No. 12 – Telekom Baskets Bonn
- Position: Small forward
- League: Basketball Bundesliga

Personal information
- Born: 26 March 1992 (age 34) Bonn, Germany
- Listed height: 6 ft 6 in (1.98 m)
- Listed weight: 190 lb (86 kg)

Career information
- Playing career: 2011–present

Career history
- 2011–2017: Telekom Baskets Bonn
- 2011–2013: →Dragons Rhöndorf
- 2017–2018: MHP Riesen Ludwigsburg
- 2018–2021: s.Oliver Würzburg
- 2021–2022: Gießen 46ers
- 2022–2023: Dragons Rhöndorf
- 2023–present: Telekom Baskets Bonn

= Florian Koch =

German basketball player (born 1992)

Florian Koch (born 26 March 1992) is a German professional basketball player for Telekom Baskets Bonn of the Basketball Bundesliga.

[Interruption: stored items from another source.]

//! Seeded occupant usage scenarios for dimmable loads.

use rand::{Rng, SeedableRng, rngs::StdRng};

use super::event::{Event, PowerVariation};
use super::time::SimTime;
use crate::error::{EquipError, Result};

/// Largest accepted number of sessions per scenario.
pub const MAX_SESSIONS: usize = 10_000;
/// Largest accepted number of set-power events per session.
pub const MAX_ADJUSTMENTS_PER_SESSION: usize = 100;

/// Random but reproducible occupant behaviour over a horizon.
///
/// The horizon is split into equal slots, one usage session per slot. Each
/// session switches the load on in the first third of its slot, adjusts the
/// power a few times in the middle third, and switches off in the last
/// third, so the generated sequence is always valid for a load that starts
/// off.
///
/// # Examples
///
/// ```
/// use equip_sim::sim::event::PowerVariation;
/// use equip_sim::sim::scenario::UsageScenario;
/// use equip_sim::sim::time::SimTime;
///
/// let scenario = UsageScenario::new(7, SimTime::from_secs(3600.0).unwrap(), 2, 1);
/// let events = scenario.generate(&PowerVariation::new(10.0, 100.0).unwrap()).unwrap();
/// assert_eq!(events.len(), 6);
/// ```
#[derive(Debug, Clone)]
pub struct UsageScenario {
    seed: u64,
    horizon: SimTime,
    sessions: usize,
    adjustments_per_session: usize,
}

impl UsageScenario {
    pub fn new(seed: u64, horizon: SimTime, sessions: usize, adjustments_per_session: usize) -> Self {
        Self {
            seed,
            horizon,
            sessions,
            adjustments_per_session,
        }
    }

    /// Generates the events in chronological order.
    ///
    /// # Errors
    ///
    /// `InvalidBounds` if `sessions` exceeds [`MAX_SESSIONS`] or
    /// `adjustments_per_session` exceeds [`MAX_ADJUSTMENTS_PER_SESSION`].
    /// Event construction errors are propagated; with power values drawn
    /// from `variation` itself none are expected.
    pub fn generate(&self, variation: &PowerVariation) -> Result<Vec<Event>> {
        if self.sessions > MAX_SESSIONS {
            return Err(EquipError::InvalidBounds {
                field: "sessions".into(),
                reason: format!("must be <= {MAX_SESSIONS}, got {}", self.sessions),
            });
        }
        if self.adjustments_per_session > MAX_ADJUSTMENTS_PER_SESSION {
            return Err(EquipError::InvalidBounds {
                field: "adjustments_per_session".into(),
                reason: format!(
                    "must be <= {MAX_ADJUSTMENTS_PER_SESSION}, got {}",
                    self.adjustments_per_session
                ),
            });
        }
        if self.sessions == 0 || self.horizon.as_secs() <= 0.0 {
            return Ok(Vec::new());
        }

        let mut rng = StdRng::seed_from_u64(self.seed);
        let slot = self.horizon.as_secs() / self.sessions as f64;
        let third = slot / 3.0;
        let capacity = (2 + self.adjustments_per_session)
            .checked_mul(self.sessions)
            .unwrap_or(0);
        let mut events = Vec::with_capacity(capacity);

        for i in 0..self.sessions {
            let start = i as f64 * slot;

            let on_at = draw(&mut rng, start, start + third);
            events.push(Event::switch_on(SimTime::from_secs(on_at)?));

            let mut adjust_times: Vec<f64> = (0..self.adjustments_per_session)
                .map(|_| draw(&mut rng, start + third, start + 2.0 * third))
                .collect();
            adjust_times.sort_by(f64::total_cmp);
            for at in adjust_times {
                let power_w = rng.random_range(variation.min_w..=variation.max_w);
                events.push(Event::set_power(
                    SimTime::from_secs(at)?,
                    power_w,
                    None,
                    variation,
                )?);
            }

            let off_at = draw(&mut rng, start + 2.0 * third, start + slot);
            events.push(Event::switch_off(SimTime::from_secs(off_at)?));
        }

        Ok(events)
    }
}

/// Uniform draw in `[lo, hi)`, or `lo` when the range collapsed to nothing.
fn draw(rng: &mut StdRng, lo: f64, hi: f64) -> f64 {
    if hi > lo { rng.random_range(lo..hi) } else { lo }
}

For the most part of his career, he played for the Baskets Bonn. On 10 June 2017 Koch left the team, but returned in 2023.

On 19 June 2017 Koch signed with MHP Riesen Ludwigsburg for the 2017–18 season. On 30 May 2018, he signed a two-year deal with s.Oliver Würzburg. On 28 July 2020, Koch re-signed with the team.

On June 2, 2021, he signed with Gießen 46ers of the Basketball Bundesliga.